## Problem statement
Anywhere the string "Tech" shows up in the listing below, copy the line it is in.

Records shown section start

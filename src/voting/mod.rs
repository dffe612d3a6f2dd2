mod settlement;

pub use settlement::{DelayedSettlement, Settlement};

use crate::balance::compute_balance;
use crate::chain::WalletAdapter;
use crate::error::VoteError;
use crate::feedback::FeedbackBoard;
use crate::models::{Poll, TokenAmount};
use crate::store::CreditStore;
use chrono::{DateTime, Utc};
use log::{info, warn};
use std::collections::HashMap;
use std::sync::{Arc, Mutex};

/// Where one poll stands for the current user.
#[derive(Debug, Clone, PartialEq, Eq)]
pub enum PollPhase {
    Unselected,
    Selected(String),
    Submitting(String),
    Settled(String),
}

#[derive(Debug, Clone)]
pub struct VoteReceipt {
    pub poll_id: u32,
    pub option: String,
    pub cost: TokenAmount,
    pub remaining: TokenAmount,
    pub cast_at: DateTime<Utc>,
}

pub struct VotingPanel {
    polls: Vec<Poll>,
    phases: Mutex<HashMap<u32, PollPhase>>,
    store: Arc<CreditStore>,
    wallet: Arc<dyn WalletAdapter>,
    feedback: Arc<FeedbackBoard>,
    settlement: Arc<dyn Settlement>,
}

impl VotingPanel {
    pub fn new(
        polls: Vec<Poll>,
        store: Arc<CreditStore>,
        wallet: Arc<dyn WalletAdapter>,
        feedback: Arc<FeedbackBoard>,
        settlement: Arc<dyn Settlement>,
    ) -> Self {
        Self {
            polls,
            phases: Mutex::new(HashMap::new()),
            store,
            wallet,
            feedback,
            settlement,
        }
    }

    pub fn polls(&self) -> &[Poll] {
        &self.polls
    }

    pub fn poll(&self, poll_id: u32) -> Option<&Poll> {
        self.polls.iter().find(|p| p.id == poll_id)
    }

    pub fn phase(&self, poll_id: u32) -> PollPhase {
        self.phases
            .lock()
            .unwrap_or_else(|e| e.into_inner())
            .get(&poll_id)
            .cloned()
            .unwrap_or(PollPhase::Unselected)
    }

    fn set_phase(&self, poll_id: u32, phase: PollPhase) {
        self.phases
            .lock()
            .unwrap_or_else(|e| e.into_inner())
            .insert(poll_id, phase);
    }

    /// Current balance, or None when no wallet is connected (storage untouched).
    pub fn balance(&self) -> Option<TokenAmount> {
        self.wallet
            .active_address()
            .map(|address| compute_balance(&self.store, &address))
    }

    pub fn select(&self, poll_id: u32, option: &str) -> Result<(), VoteError> {
        let poll = self.poll(poll_id).ok_or(VoteError::UnknownPoll(poll_id))?;
        if !poll.has_option(option) {
            return Err(VoteError::UnknownOption {
                poll_id,
                option: option.to_string(),
            });
        }

        let mut phases = self.phases.lock().unwrap_or_else(|e| e.into_inner());
        if let Some(PollPhase::Submitting(_)) = phases.get(&poll_id) {
            return Err(VoteError::AlreadySubmitting);
        }
        phases.insert(poll_id, PollPhase::Selected(option.to_string()));
        Ok(())
    }

    /// Whether the vote button for a poll is enabled.
    pub fn can_vote(&self, poll_id: u32) -> bool {
        let Some(poll) = self.poll(poll_id) else {
            return false;
        };
        if self.wallet.active_address().is_none() {
            return false;
        }
        match self.phase(poll_id) {
            PollPhase::Selected(_) | PollPhase::Settled(_) => {}
            PollPhase::Unselected | PollPhase::Submitting(_) => return false,
        }
        self.balance().is_some_and(|b| b >= poll.cost_tokens())
    }

    /// Casts a vote: checks, settles, then spends the poll cost from the credit.
    pub async fn vote(&self, poll_id: u32) -> Result<VoteReceipt, VoteError> {
        let result = self.try_vote(poll_id).await;
        match &result {
            Ok(receipt) => {
                info!(
                    "Vote on poll {} for {:?} settled at {}; {} left",
                    receipt.poll_id,
                    receipt.option,
                    receipt.cast_at.format("%H:%M:%S"),
                    receipt.remaining
                );
                self.feedback
                    .success(format!("Vote cast! {} has been used.", receipt.cost));
            }
            Err(e) => {
                self.feedback.error(format!("Cannot vote: {}", e));
            }
        }
        result
    }

    async fn try_vote(&self, poll_id: u32) -> Result<VoteReceipt, VoteError> {
        let poll = self.poll(poll_id).ok_or(VoteError::UnknownPoll(poll_id))?;
        let address = self.wallet.active_address().ok_or(VoteError::NotConnected)?;
        let cost = poll.cost_tokens();

        // Claim the poll before the first await so it cannot be submitted twice.
        let option = {
            let mut phases = self.phases.lock().unwrap_or_else(|e| e.into_inner());
            let option = match phases.get(&poll_id) {
                Some(PollPhase::Submitting(_)) => return Err(VoteError::AlreadySubmitting),
                Some(PollPhase::Selected(o)) | Some(PollPhase::Settled(o)) => o.clone(),
                Some(PollPhase::Unselected) | None => return Err(VoteError::NoSelection),
            };
            let balance = compute_balance(&self.store, &address);
            if balance < cost {
                return Err(VoteError::InsufficientBalance { balance, cost });
            }
            phases.insert(poll_id, PollPhase::Submitting(option.clone()));
            option
        };
        info!("Casting vote on poll {} for {:?} ({})", poll_id, option, cost);

        if let Err(e) = self.settlement.settle(poll).await {
            self.set_phase(poll_id, PollPhase::Selected(option));
            return Err(e.into());
        }

        // Re-checked against the stored credit: another poll may have spent it
        // while this one was settling.
        let credit = match self.store.spend_tokens(&address, cost) {
            Ok(credit) => credit,
            Err(e) => {
                warn!("Vote on poll {} lost its balance during settlement", poll_id);
                self.set_phase(poll_id, PollPhase::Selected(option));
                return Err(e);
            }
        };
        self.set_phase(poll_id, PollPhase::Settled(option.clone()));

        Ok(VoteReceipt {
            poll_id,
            option,
            cost,
            remaining: credit.to_tokens(),
            cast_at: Utc::now(),
        })
    }

    pub fn render(&self) -> String {
        let mut out = String::from("Community Proposals\n");
        for poll in &self.polls {
            let phase = self.phase(poll.id);
            out.push_str(&format!(
                "\n[{}] {}\n    Requires: {} | {}\n",
                poll.id,
                poll.question,
                poll.cost_tokens(),
                poll.deadline
            ));
            for (i, option) in poll.options.iter().enumerate() {
                let chosen = matches!(
                    &phase,
                    PollPhase::Selected(o) | PollPhase::Submitting(o) | PollPhase::Settled(o) if o == option
                );
                out.push_str(&format!(
                    "    ({}) {} {}\n",
                    if chosen { "x" } else { " " },
                    i + 1,
                    option
                ));
            }
            let button = match phase {
                PollPhase::Submitting(_) => "Casting Vote...",
                _ if self.can_vote(poll.id) => "Vote Now",
                _ => "Vote Now (disabled)",
            };
            out.push_str(&format!("    {}\n", button));
        }
        out
    }
}

#[cfg(test)]
mod tests {
    use super::*;
    use crate::chain::LocalWallet;
    use crate::error::SettlementError;
    use crate::models::{Address, Credit, community_polls};
    use async_trait::async_trait;
    use std::time::Duration;

    struct Immediate;

    #[async_trait]
    impl Settlement for Immediate {
        async fn settle(&self, _poll: &Poll) -> Result<(), SettlementError> {
            Ok(())
        }
    }

    struct Failing;

    #[async_trait]
    impl Settlement for Failing {
        async fn settle(&self, _poll: &Poll) -> Result<(), SettlementError> {
            Err(SettlementError::Failed("node unavailable".to_string()))
        }
    }

    struct Fixture {
        panel: VotingPanel,
        store: Arc<CreditStore>,
        feedback: Arc<FeedbackBoard>,
        me: Address,
    }

    async fn fixture(settlement: Arc<dyn Settlement>, credit: Option<u64>) -> Fixture {
        let store = Arc::new(CreditStore::new("anjali-dao-donation-"));
        let wallet = Arc::new(LocalWallet::with_dev_accounts(1));
        let me = wallet.accounts()[0].clone();
        wallet.connect(&me).await.unwrap();
        if let Some(units) = credit {
            store.set_credit(&me, Credit::whole(units));
        }
        let feedback = Arc::new(FeedbackBoard::new(Duration::from_secs(4)));
        let panel = VotingPanel::new(
            community_polls(),
            store.clone(),
            wallet,
            feedback.clone(),
            settlement,
        );
        Fixture {
            panel,
            store,
            feedback,
            me,
        }
    }

    #[tokio::test]
    async fn spending_five_of_fifty_leaves_forty_five() {
        let f = fixture(Arc::new(Immediate), Some(10)).await;
        f.panel.select(2, "Global Health Org").unwrap();
        assert!(f.panel.can_vote(2));

        let receipt = f.panel.vote(2).await.unwrap();
        assert_eq!((receipt.poll_id, receipt.option.as_str()), (2, "Global Health Org"));
        assert!(receipt.cast_at <= Utc::now());
        assert_eq!(receipt.remaining, TokenAmount::whole(45));
        assert_eq!(f.store.get_credit(&f.me).unwrap().to_string(), "9");
        assert_eq!(f.panel.balance(), Some(TokenAmount::whole(45)));
        assert_eq!(f.panel.phase(2), PollPhase::Settled("Global Health Org".to_string()));
        assert!(f.feedback.current().unwrap().text.contains("5 ANJ has been used"));
    }

    #[tokio::test]
    async fn repeated_votes_subtract_exactly() {
        let f = fixture(Arc::new(Immediate), Some(10)).await;
        f.panel.select(1, "Modern Tech Fair").unwrap();
        for _ in 0..10 {
            f.panel.vote(1).await.unwrap();
        }
        assert_eq!(f.panel.balance(), Some(TokenAmount::whole(30)));
    }

    #[tokio::test]
    async fn vote_needs_a_selection() {
        let f = fixture(Arc::new(Immediate), Some(10)).await;
        assert!(!f.panel.can_vote(1));
        assert!(matches!(f.panel.vote(1).await, Err(VoteError::NoSelection)));
        assert_eq!(f.store.get_credit(&f.me), Some(Credit::whole(10)));
    }

    #[tokio::test]
    async fn insufficient_balance_is_rejected_for_every_poll() {
        for credit in [None, Some(0)] {
            let f = fixture(Arc::new(Immediate), credit).await;
            for poll in community_polls() {
                f.panel.select(poll.id, &poll.options[0]).unwrap();
                assert!(!f.panel.can_vote(poll.id));
                let err = f.panel.vote(poll.id).await.unwrap_err();
                assert!(matches!(err, VoteError::InsufficientBalance { .. }));
                assert_eq!(f.panel.phase(poll.id), PollPhase::Selected(poll.options[0].clone()));
            }
            assert_eq!(f.store.get_credit(&f.me), credit.map(Credit::whole));
        }
    }

    #[tokio::test]
    async fn one_unit_short_is_still_rejected() {
        // 4 ANJ against a cost of 5.
        let f = fixture(Arc::new(Immediate), None).await;
        f.store.set_credit(&f.me, Credit::from_micros(800_000).unwrap());
        f.panel.select(2, "Animal Welfare Shelter").unwrap();
        assert!(!f.panel.can_vote(2));
        assert!(f.panel.vote(2).await.is_err());
        assert_eq!(f.store.get_credit(&f.me), Some(Credit::from_micros(800_000).unwrap()));
    }

    #[tokio::test]
    async fn disconnected_wallet_disables_voting_without_touching_storage() {
        let store = Arc::new(CreditStore::new("anjali-dao-donation-"));
        let panel = VotingPanel::new(
            community_polls(),
            store.clone(),
            Arc::new(LocalWallet::with_dev_accounts(1)),
            Arc::new(FeedbackBoard::new(Duration::from_secs(4))),
            Arc::new(Immediate),
        );
        panel.select(1, "Cultural Heritage").unwrap();
        assert!(!panel.can_vote(1));
        assert!(matches!(panel.vote(1).await, Err(VoteError::NotConnected)));
        assert!(panel.render().contains("Vote Now (disabled)"));
        assert_eq!(store.access_count(), 0);
    }

    #[tokio::test]
    async fn unknown_polls_and_options_are_refused() {
        let f = fixture(Arc::new(Immediate), Some(10)).await;
        assert!(matches!(f.panel.select(9, "x"), Err(VoteError::UnknownPoll(9))));
        assert!(matches!(
            f.panel.select(1, "Not an option"),
            Err(VoteError::UnknownOption { .. })
        ));
    }

    #[tokio::test]
    async fn failed_settlement_keeps_the_credit() {
        let f = fixture(Arc::new(Failing), Some(10)).await;
        f.panel.select(1, "Cultural Heritage").unwrap();
        assert!(matches!(f.panel.vote(1).await, Err(VoteError::Settlement(_))));
        assert_eq!(f.store.get_credit(&f.me), Some(Credit::whole(10)));
        assert_eq!(f.panel.phase(1), PollPhase::Selected("Cultural Heritage".to_string()));
        assert!(f.feedback.current().unwrap().text.contains("node unavailable"));
    }

    #[tokio::test(start_paused = true)]
    async fn same_poll_cannot_be_submitted_twice() {
        let settlement = Arc::new(DelayedSettlement::new(Duration::from_millis(1500)));
        let f = fixture(settlement, Some(10)).await;
        f.panel.select(1, "Cultural Heritage").unwrap();

        let (first, second) = tokio::join!(f.panel.vote(1), f.panel.vote(1));
        assert!(first.is_ok());
        assert!(matches!(second, Err(VoteError::AlreadySubmitting)));
        assert_eq!(f.panel.balance(), Some(TokenAmount::whole(48)));
    }

    #[tokio::test(start_paused = true)]
    async fn concurrent_polls_cannot_overspend() {
        let settlement = Arc::new(DelayedSettlement::new(Duration::from_millis(1500)));
        // 5 ANJ: enough for either poll alone, not both.
        let f = fixture(settlement, Some(1)).await;
        f.panel.select(1, "Cultural Heritage").unwrap();
        f.panel.select(2, "Local Education Fund").unwrap();
        assert!(f.panel.can_vote(1) && f.panel.can_vote(2));

        let (a, b) = tokio::join!(f.panel.vote(1), f.panel.vote(2));
        assert_eq!(a.is_ok() as u8 + b.is_ok() as u8, 1);
        let left = f.panel.balance().unwrap();
        assert!(left == TokenAmount::whole(3) || left == TokenAmount::ZERO);
    }

    #[tokio::test(start_paused = true)]
    async fn submitting_blocks_reselection() {
        let settlement = Arc::new(DelayedSettlement::new(Duration::from_millis(1500)));
        let f = fixture(settlement, Some(10)).await;
        f.panel.select(1, "Cultural Heritage").unwrap();

        let vote = f.panel.vote(1);
        let probe = async {
            tokio::time::sleep(Duration::from_millis(10)).await;
            let during = f.panel.select(1, "Modern Tech Fair");
            (during, f.panel.render())
        };
        let (result, (during, rendered)) = tokio::join!(vote, probe);
        assert!(result.is_ok());
        assert!(matches!(during, Err(VoteError::AlreadySubmitting)));
        assert!(rendered.contains("Casting Vote..."));
    }
}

Records shown section end

## Answer space
        f.panel.select(1, "Modern Tech Fair").unwrap();
            let during = f.panel.select(1, "Modern Tech Fair");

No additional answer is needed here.